### ABOUT THIS EXERCISE
Across the listing below, count the lines containing "status". Answer with that number only.

━━━

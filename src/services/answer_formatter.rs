//! 答案格式化 - 纯函数
//!
//! 把求解程序产出的原始值按题目要求的答案类型转换后再提交

use serde_json::Value as JsonValue;

use crate::models::AnswerType;

/// 把原始答案转换成目标类型
///
/// 转换失败时原样返回，`None`/`null` 总是返回 `None`
pub fn format_answer(raw: Option<JsonValue>, answer_type: AnswerType) -> Option<JsonValue> {
    let raw = match raw {
        None | Some(JsonValue::Null) => return None,
        Some(value) => value,
    };

    let formatted = match answer_type {
        AnswerType::Number => to_number(raw),
        AnswerType::Boolean => to_boolean(&raw),
        AnswerType::Json => to_json(raw),
        AnswerType::String | AnswerType::File => raw,
    };

    Some(formatted)
}

/// 字符串形式含小数点时按浮点解析，否则按整数解析
fn to_number(raw: JsonValue) -> JsonValue {
    let repr = string_repr(&raw);
    let repr = repr.trim();

    let parsed = if repr.contains('.') {
        repr.parse::<f64>()
            .ok()
            .and_then(serde_json::Number::from_f64)
            .map(JsonValue::Number)
    } else {
        repr.parse::<i64>().ok().map(JsonValue::from)
    };

    parsed.unwrap_or(raw)
}

fn to_boolean(raw: &JsonValue) -> JsonValue {
    if let JsonValue::Bool(b) = raw {
        return JsonValue::Bool(*b);
    }

    let repr = string_repr(raw).trim().to_lowercase();
    JsonValue::Bool(matches!(repr.as_str(), "true" | "yes" | "1"))
}

fn to_json(raw: JsonValue) -> JsonValue {
    match &raw {
        JsonValue::Object(_) | JsonValue::Array(_) => raw,
        JsonValue::String(text) => serde_json::from_str(text).unwrap_or(raw),
        _ => raw,
    }
}

/// 字符串取其本身，其他值取 JSON 文本
fn string_repr(value: &JsonValue) -> String {
    match value {
        JsonValue::String(s) => s.clone(),
        other => other.to_string(),
    }
}
use std::path::PathBuf;
use std::process::ExitCode;

use anyhow::{Context, Result};
use quiz_chain_agent::utils::logging;
use quiz_chain_agent::{App, Config};
use tracing::error;

/// 配置文件路径的环境变量，未设置时从环境变量读取配置
const CONFIG_FILE_ENV: &str = "QUIZ_AGENT_CONFIG";

#[tokio::main]
async fn main() -> ExitCode {
    // 初始化日志
    logging::init();

    match run().await {
        Ok(true) => ExitCode::SUCCESS,
        Ok(false) => ExitCode::FAILURE,
        Err(e) => {
            error!("❌ {:#}", e);
            ExitCode::FAILURE
        }
    }
}

async fn run() -> Result<bool> {
    // 加载配置
    let config = match std::env::var(CONFIG_FILE_ENV) {
        Ok(path) => Config::from_toml_file(&PathBuf::from(path))?,
        Err(_) => Config::from_env(),
    };

    let initial_url = std::env::args()
        .nth(1)
        .or_else(|| std::env::var("QUIZ_URL").ok())
        .filter(|url| !url.trim().is_empty())
        .context("用法: quiz_chain_agent <initial_url>（或设置 QUIZ_URL）")?;

    // 初始化并运行应用
    let report = App::initialize(config)?.run(&initial_url).await;

    Ok(report.outcome.is_completed())
}
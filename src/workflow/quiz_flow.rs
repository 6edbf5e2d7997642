//! 单题处理流程 - 流程层
//!
//! 核心职责：定义"一道题"的完整处理流程
//!
//! 流程顺序：
//! 1. 加载页面（失败即终止链路）
//! 2. LLM 抽取题目信息（失败走正则兜底）
//! 3. LLM 生成求解程序（失败得到空程序）
//! 4. 执行求解程序（失败走直接问答兜底）
//! 5. 按答案类型格式化
//! 6. 提交（失败合成否定判定）

use std::sync::Arc;

use tracing::{info, info_span, warn, Instrument};

use crate::browser::PageRenderer;
use crate::clients::{AnswerSubmitter, CompletionService};
use crate::config::Config;
use crate::error::{AppResult, ChainError};
use crate::models::SubmissionResult;
use crate::services::{
    format_answer, DataProcessor, QuizInfoExtractor, SandboxExecutor, SolutionCodeGenerator,
};
use crate::utils::logging::truncate_text;
use crate::workflow::chain_state::ChainStage;

/// 单题处理流程
///
/// - 按固定顺序调用各个服务
/// - 不持有链路状态，不决定下一步去哪
pub struct QuizFlow {
    renderer: Arc<dyn PageRenderer>,
    extractor: QuizInfoExtractor,
    generator: SolutionCodeGenerator,
    executor: SandboxExecutor,
    submitter: Arc<dyn AnswerSubmitter>,
}

impl QuizFlow {
    /// 创建新的单题流程
    pub fn new(
        config: &Config,
        llm: Arc<dyn CompletionService>,
        renderer: Arc<dyn PageRenderer>,
        submitter: Arc<dyn AnswerSubmitter>,
    ) -> Self {
        Self {
            renderer,
            extractor: QuizInfoExtractor::new(llm.clone()),
            generator: SolutionCodeGenerator::new(llm.clone(), config.verbose_logging),
            executor: SandboxExecutor::new(llm, DataProcessor::new(config.http_timeout())),
            submitter,
        }
    }

    /// 完整处理一道题，返回提交判定
    ///
    /// 只有页面加载失败会返回错误，其他失败都在各服务内部兜底
    pub async fn run(&self, quiz_url: &str) -> AppResult<SubmissionResult> {
        let page = self
            .renderer
            .render(quiz_url)
            .instrument(info_span!("stage", name = %ChainStage::Fetching))
            .await
            .map_err(|source| ChainError::Render {
                url: quiz_url.to_string(),
                source,
            })?;
        info!("[{}] 页面正文长度: {}", ChainStage::Fetching, page.text.len());

        let quiz = self
            .extractor
            .extract(&page.text)
            .instrument(info_span!("stage", name = %ChainStage::Extracting))
            .await;
        info!("[{}] 题目: {}", ChainStage::Extracting, truncate_text(&quiz.question, 120));

        let code = self
            .generator
            .generate(&quiz.question)
            .instrument(info_span!("stage", name = %ChainStage::Generating))
            .await;

        let execution = self
            .executor
            .execute(&code, &quiz)
            .instrument(info_span!("stage", name = %ChainStage::Executing))
            .await;
        if !execution.succeeded {
            warn!("[{}] 求解程序未成功，使用直接问答的答案", ChainStage::Executing);
        }

        let answer = format_answer(execution.raw, quiz.answer_type);
        info!(
            "[{}] 答案 ({}): {}",
            ChainStage::Formatting,
            quiz.answer_type,
            answer
                .as_ref()
                .map(|a| truncate_text(&a.to_string(), 200))
                .unwrap_or_else(|| "null".to_string())
        );

        let result = self
            .submitter
            .submit(&quiz.submit_url, quiz_url, answer.as_ref())
            .instrument(info_span!("stage", name = %ChainStage::Submitting))
            .await;

        Ok(result)
    }
}
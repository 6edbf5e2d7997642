//! 求解程序执行服务 - 业务能力层
//!
//! 在受限的绑定集合上解释执行 LLM 生成的求解程序。
//! 执行失败时改为直接让 LLM 回答题目，错误不会越过这一层。
//!
//! 注意：程序通过 `fetch` / `scrape_text` 仍可访问任意网络地址，
//! 除了链路级的总时间预算之外没有额外的资源限制。

pub mod interpreter;
pub mod program;

use std::sync::Arc;

use serde_json::Value as JsonValue;
use tracing::{error, info, warn};

use crate::clients::{CompletionRequest, CompletionService};
use crate::error::SandboxError;
use crate::models::{ExecutionResult, QuizInfo};
use crate::prompts;
use crate::services::data_processor::DataProcessor;
use crate::utils::logging::truncate_text;

pub use interpreter::{Interpreter, ANSWER_BINDING};
pub use program::{SolverProgram, Step, MAX_STEPS};

const DIRECT_ANSWER_TEMPERATURE: f32 = 0.1;

/// 求解程序执行服务
pub struct SandboxExecutor {
    llm: Arc<dyn CompletionService>,
    data_processor: DataProcessor,
}

impl SandboxExecutor {
    pub fn new(llm: Arc<dyn CompletionService>, data_processor: DataProcessor) -> Self {
        Self {
            llm,
            data_processor,
        }
    }

    /// 执行求解程序，从不返回错误
    pub async fn execute(&self, code: &str, quiz: &QuizInfo) -> ExecutionResult {
        match self.run_program(code, quiz).await {
            Ok(raw) => {
                match &raw {
                    Some(answer) => info!("✓ 求解程序执行成功，answer: {}", truncate_text(&answer.to_string(), 200)),
                    None => info!("求解程序执行成功，但未给 answer 赋值"),
                }
                ExecutionResult::succeeded(raw)
            }
            Err(e) => {
                error!("求解程序执行失败: {}", e);
                let answer = self.direct_answer(&quiz.question).await;
                ExecutionResult::fallback(Some(JsonValue::String(answer)))
            }
        }
    }

    async fn run_program(&self, code: &str, quiz: &QuizInfo) -> Result<Option<JsonValue>, SandboxError> {
        let program = SolverProgram::parse(code)?;
        Interpreter::new(&self.data_processor, quiz).run(&program).await
    }

    /// 兜底：不走程序，直接让 LLM 回答，失败时返回空字符串
    async fn direct_answer(&self, question: &str) -> String {
        info!("🤖 改为直接向 LLM 询问答案...");
        let request = CompletionRequest::new(
            prompts::QUIZ_SOLVER_SYSTEM_PROMPT,
            prompts::direct_answer_prompt(question),
            DIRECT_ANSWER_TEMPERATURE,
        );

        match self.llm.complete(request).await {
            Ok(answer) => answer.trim().to_string(),
            Err(e) => {
                warn!("直接问答也失败了: {}", e);
                String::new()
            }
        }
    }
}
use std::sync::Arc;

use anyhow::{Context, Result};
use tracing::info;

use crate::browser::HeadlessRenderer;
use crate::clients::{LlmClient, SubmissionClient};
use crate::config::Config;
use crate::orchestrator::{ChainOrchestrator, ChainReport};
use crate::utils::logging::print_final_stats;
use crate::workflow::QuizFlow;

/// 应用主结构
pub struct App {
    orchestrator: ChainOrchestrator,
}

impl App {
    /// 初始化应用：校验配置并装配真实的协作者
    pub fn initialize(config: Config) -> Result<Self> {
        config.validate().context("配置校验失败")?;

        log_startup(&config);

        let llm = Arc::new(LlmClient::new(&config));
        let renderer = Arc::new(HeadlessRenderer::new(&config));
        let submitter = Arc::new(SubmissionClient::new(&config));

        let flow = QuizFlow::new(&config, llm, renderer, submitter);
        let orchestrator = ChainOrchestrator::new(flow, &config);

        Ok(Self { orchestrator })
    }

    /// 运行应用主逻辑
    pub async fn run(&self, initial_url: &str) -> ChainReport {
        let report = self.orchestrator.run(initial_url).await;

        print_final_stats(
            &report.outcome.to_string(),
            &report.visited,
            report.iterations,
            report.elapsed,
        );

        report
    }
}

fn log_startup(config: &Config) {
    info!("{}", "=".repeat(60));
    info!("🚀 程序启动 - 解题链路模式");
    info!("🤖 模型: {} @ {}", config.llm_model_name, config.llm_api_base_url);
    info!("📧 学生: {}", config.student_email);
    info!("{}", "=".repeat(60));
}
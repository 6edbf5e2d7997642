//! # Quiz Chain Agent
//!
//! 一个自动解答链式测验的 Rust 应用程序
//!
//! ## 架构设计
//!
//! 本系统采用严格的四层架构：
//!
//! ### ① 基础设施层（Infrastructure）
//! - `browser/` - 每轮迭代启动无头浏览器渲染题目页面，结束即释放
//! - `infrastructure/` - `JsExecutor`，持有 page，只提供 eval() 能力
//! - `clients/` - LLM 客户端与答案提交客户端
//!
//! ### ② 业务能力层（Services）
//! - `services/` - 描述"我能做什么"，每个服务都自带兜底，不向上抛错
//! - `QuizInfoExtractor` - 从页面文本抽取题目信息
//! - `SolutionCodeGenerator` - 生成声明式求解程序
//! - `SandboxExecutor` - 在受限操作集内解释执行求解程序
//! - `format_answer` - 按答案类型规整结果
//!
//! ### ③ 流程层（Workflow）
//! - `workflow/` - 定义"一道题"的完整处理流程
//! - `ChainState` - 链路状态（当前地址 + 尝试次数 + 开始时间）
//! - `QuizFlow` - 流程编排（render → extract → generate → execute → format → submit）
//!
//! ### ④ 编排层（Orchestration）
//! - `orchestrator/chain_orchestrator` - 超时守卫、判定前进 / 重试 / 终止
//!
//! ## 模块结构

pub mod app;
pub mod browser;
pub mod clients;
pub mod config;
pub mod error;
pub mod infrastructure;
pub mod models;
pub mod orchestrator;
pub mod prompts;
pub mod services;
pub mod utils;
pub mod workflow;

// 重新导出常用类型
pub use app::App;
pub use config::Config;
pub use error::{AppResult, ChainError};
pub use models::{AnswerType, QuizInfo, SubmissionResult};
pub use orchestrator::{ChainOrchestrator, ChainOutcome, ChainReport};
pub use workflow::{ChainState, QuizFlow};
//! 测试用的本地 HTTP 服务
//!
//! 每个连接都返回同一个预设响应

use tokio::io::{AsyncReadExt, AsyncWriteExt};
use tokio::net::{TcpListener, TcpStream};

/// 启动服务并返回 `http://127.0.0.1:<port>`
pub async fn serve(status: u16, content_type: &'static str, body: impl Into<String>) -> String {
    let listener = TcpListener::bind("127.0.0.1:0").await.unwrap();
    let addr = listener.local_addr().unwrap();
    let body = body.into();

    tokio::spawn(async move {
        while let Ok((mut socket, _)) = listener.accept().await {
            let body = body.clone();
            tokio::spawn(async move {
                read_request(&mut socket).await;
                let response = format!(
                    "HTTP/1.1 {} {}\r\nContent-Type: {}\r\nContent-Length: {}\r\nConnection: close\r\n\r\n{}",
                    status,
                    reason_phrase(status),
                    content_type,
                    body.len(),
                    body
                );
                let _ = socket.write_all(response.as_bytes()).await;
                let _ = socket.shutdown().await;
            });
        }
    });

    format!("http://{}", addr)
}

fn reason_phrase(status: u16) -> &'static str {
    match status {
        200 => "OK",
        400 => "Bad Request",
        404 => "Not Found",
        500 => "Internal Server Error",
        _ => "Unknown",
    }
}

/// 读完请求头和 Content-Length 指定的请求体
async fn read_request(socket: &mut TcpStream) {
    let mut buf = Vec::new();
    let mut chunk = [0u8; 4096];
    loop {
        let n = match socket.read(&mut chunk).await {
            Ok(0) | Err(_) => return,
            Ok(n) => n,
        };
        buf.extend_from_slice(&chunk[..n]);

        let Some(end) = buf.windows(4).position(|w| w == b"\r\n\r\n") else {
            continue;
        };
        let headers = String::from_utf8_lossy(&buf[..end]).to_lowercase();
        let content_length = headers
            .lines()
            .find_map(|line| line.strip_prefix("content-length:"))
            .and_then(|v| v.trim().parse::<usize>().ok())
            .unwrap_or(0);
        if buf.len() >= end + 4 + content_length {
            return;
        }
    }
}
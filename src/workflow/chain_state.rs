//! 链路状态
//!
//! 封装"现在在做哪道题、第几次尝试、从什么时候开始"这一信息

use std::fmt::{self, Display};
use std::time::Duration;

use tokio::time::Instant;

/// 单轮迭代内的阶段
#[derive(Debug, Clone, Copy, PartialEq, Eq)]
pub enum ChainStage {
    Fetching,
    Extracting,
    Generating,
    Executing,
    Formatting,
    Submitting,
    Deciding,
}

impl Display for ChainStage {
    fn fmt(&self, f: &mut fmt::Formatter<'_>) -> fmt::Result {
        let name = match self {
            ChainStage::Fetching => "fetching",
            ChainStage::Extracting => "extracting",
            ChainStage::Generating => "generating",
            ChainStage::Executing => "executing",
            ChainStage::Formatting => "formatting",
            ChainStage::Submitting => "submitting",
            ChainStage::Deciding => "deciding",
        };
        f.write_str(name)
    }
}

/// 链路状态，只由编排器持有
///
/// - `attempt_count` 在 `current_url` 变化时清零
/// - `start_time` 在链路开始时设置，之后不变
#[derive(Debug, Clone)]
pub struct ChainState {
    current_url: String,
    attempt_count: u32,
    start_time: Instant,
}

impl ChainState {
    pub fn new(initial_url: impl Into<String>) -> Self {
        Self {
            current_url: initial_url.into(),
            attempt_count: 0,
            start_time: Instant::now(),
        }
    }

    pub fn current_url(&self) -> &str {
        &self.current_url
    }

    pub fn attempt_count(&self) -> u32 {
        self.attempt_count
    }

    pub fn start_time(&self) -> Instant {
        self.start_time
    }

    pub fn elapsed(&self) -> Duration {
        self.start_time.elapsed()
    }

    /// 已用时间是否超过预算
    pub fn is_timed_out(&self, budget: Duration) -> bool {
        self.elapsed() > budget
    }

    /// 切换到下一题，尝试次数清零
    pub fn advance_to(&mut self, url: impl Into<String>) {
        self.current_url = url.into();
        self.attempt_count = 0;
    }

    /// 同一题答错一次，返回累计次数
    pub fn record_wrong_answer(&mut self) -> u32 {
        self.attempt_count += 1;
        self.attempt_count
    }
}

impl Display for ChainState {
    fn fmt(&self, f: &mut fmt::Formatter<'_>) -> fmt::Result {
        write!(
            f,
            "[题目 {} 尝试#{}]",
            self.current_url, self.attempt_count
        )
    }
}
//! JS 执行器 - 基础设施层
//!
//! 持有 page 资源，只暴露"执行 JS"的能力

use chromiumoxide::Page;
use serde::de::DeserializeOwned;
use serde_json::Value as JsonValue;

use crate::error::BrowserError;

/// 读取页面正文文本
pub const BODY_TEXT_SCRIPT: &str = "document.body ? document.body.innerText : ''";
/// 读取页面正文 HTML
pub const BODY_HTML_SCRIPT: &str = "document.body ? document.body.innerHTML : ''";
/// 读取文档加载状态
pub const READY_STATE_SCRIPT: &str = "document.readyState";

/// JS 执行器
///
/// 职责：
/// - 持有 Page 资源
/// - 暴露 eval() 能力
/// - 不认识 QuizInfo，不处理业务流程
pub struct JsExecutor {
    page: Page,
}

impl JsExecutor {
    /// 创建新的 JS 执行器
    pub fn new(page: Page) -> Self {
        Self { page }
    }

    /// 执行 JS 代码并返回 JSON 结果
    pub async fn eval(&self, js_code: impl Into<String>) -> Result<JsonValue, BrowserError> {
        let result = self.page.evaluate(js_code.into()).await?;
        let json_value = result.into_value()?;
        Ok(json_value)
    }

    /// 执行 JS 代码并反序列化为指定类型
    pub async fn eval_as<T: DeserializeOwned>(&self, js_code: impl Into<String>) -> Result<T, BrowserError> {
        let json_value = self.eval(js_code).await?;
        let typed_value = serde_json::from_value(json_value)?;
        Ok(typed_value)
    }
}
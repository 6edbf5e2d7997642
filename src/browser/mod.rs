pub mod headless;

use async_trait::async_trait;

use crate::error::BrowserError;
use crate::models::RenderedPage;

pub use headless::HeadlessRenderer;

/// 页面渲染能力
///
/// 每次调用独占一个浏览器上下文，返回前释放
#[async_trait]
pub trait PageRenderer: Send + Sync {
    async fn render(&self, url: &str) -> Result<RenderedPage, BrowserError>;
}
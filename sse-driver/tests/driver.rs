use sse_compiler::{compile, ConfigDocument};
use sse_core::{Map, Value};
use sse_driver::{CancellationToken, StepDriver};
use sse_eval::FunctionRegistry;
use sse_runner::Runner;
use sse_sampler::MockSampler;
use std::rc::Rc;

fn clock_config() -> ConfigDocument {
    let doc = serde_json::json!({
        "entities": { "world": ["clock"] },
        "variables": {
            "clock": { "world_time": 0 }
        },
        "systems_definitions": {
            "clock": [
                { "formula": "world_time = world_time + 1", "use_lm": false }
            ]
        }
    });
    serde_json::from_value(doc).unwrap()
}

#[tokio::test]
async fn clock_operator_advances_world_time_and_rings_to_itself() {
    let registry = FunctionRegistry::with_seed_set();
    let doc = clock_config();
    let (operators, state) = compile(&doc, "world", "clock-test", &registry, &Map::new()).unwrap();
    let first_id = operators[0].id.clone();

    let sampler = Rc::new(MockSampler::new());
    let runner = Runner::new(sampler, registry.clone(), 1, "gpt-4o-mini");
    let mut driver = StepDriver::new(operators, state, runner, registry, first_id.clone()).unwrap();

    let token = CancellationToken::new();
    for expected in 1..=3 {
        let step = driver.step(&token).await.unwrap();
        assert_eq!(step.output, vec![format!("world_time = {expected}")]);
        assert_eq!(step.operator_id, first_id);
    }
    assert_eq!(driver.state().get("world_time"), Some(Value::Int(3)));
    assert_eq!(driver.history().len(), 3);
}

fn conditional_config() -> ConfigDocument {
    // The compiler always assigns the first template in a variable's
    // system list the default `operator_1_{entity}_{variable}` id,
    // ignoring any explicit `id` override there — only later templates in
    // the list may override. So `op_a` below relies on that default id,
    // and only `op_b`/`op_c` set `id` explicitly.
    let doc = serde_json::json!({
        "entities": { "world": ["router"] },
        "variables": {
            "router": { "flag": true }
        },
        "systems_definitions": {
            "router": [
                {
                    "formula": "blank",
                    "use_lm": false,
                    "next": "'op_c' if world_flag else 'op_b'"
                },
                { "id": "op_b", "formula": "blank", "use_lm": false, "next": "operator_1_world_router" },
                { "id": "op_c", "formula": "blank", "use_lm": false, "next": "operator_1_world_router" }
            ]
        }
    });
    serde_json::from_value(doc).unwrap()
}

#[tokio::test]
async fn conditional_next_follows_the_flag() {
    let registry = FunctionRegistry::with_seed_set();
    let doc = conditional_config();
    let (operators, state) = compile(&doc, "world", "router-test", &registry, &Map::new()).unwrap();
    let op_a = "operator_1_world_router".to_string();

    let sampler = Rc::new(MockSampler::new());
    let runner = Runner::new(sampler, registry.clone(), 1, "gpt-4o-mini");
    let mut driver = StepDriver::new(operators, state, runner, registry, op_a.clone()).unwrap();

    let token = CancellationToken::new();
    driver.step(&token).await.unwrap();
    assert_eq!(driver.current_operator_id(), "op_c");

    driver.state().set("world_flag", Value::Bool(false));
    driver.step(&token).await.unwrap();
    assert_eq!(driver.current_operator_id(), op_a);

    driver.step(&token).await.unwrap();
    assert_eq!(driver.current_operator_id(), "op_b");
}

#[tokio::test]
async fn cancellation_discards_the_pending_step() {
    let registry = FunctionRegistry::with_seed_set();
    let doc = clock_config();
    let (operators, state) = compile(&doc, "world", "cancel-test", &registry, &Map::new()).unwrap();
    let first_id = operators[0].id.clone();

    let sampler = Rc::new(MockSampler::new());
    let runner = Runner::new(sampler, registry.clone(), 1, "gpt-4o-mini");
    let mut driver = StepDriver::new(operators, state, runner, registry, first_id).unwrap();

    let token = CancellationToken::new();
    token.cancel();
    let result = driver.step(&token).await;
    assert!(result.is_err());
    assert_eq!(driver.history().len(), 0);
}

━━━

### THE COMPLETED TASK
5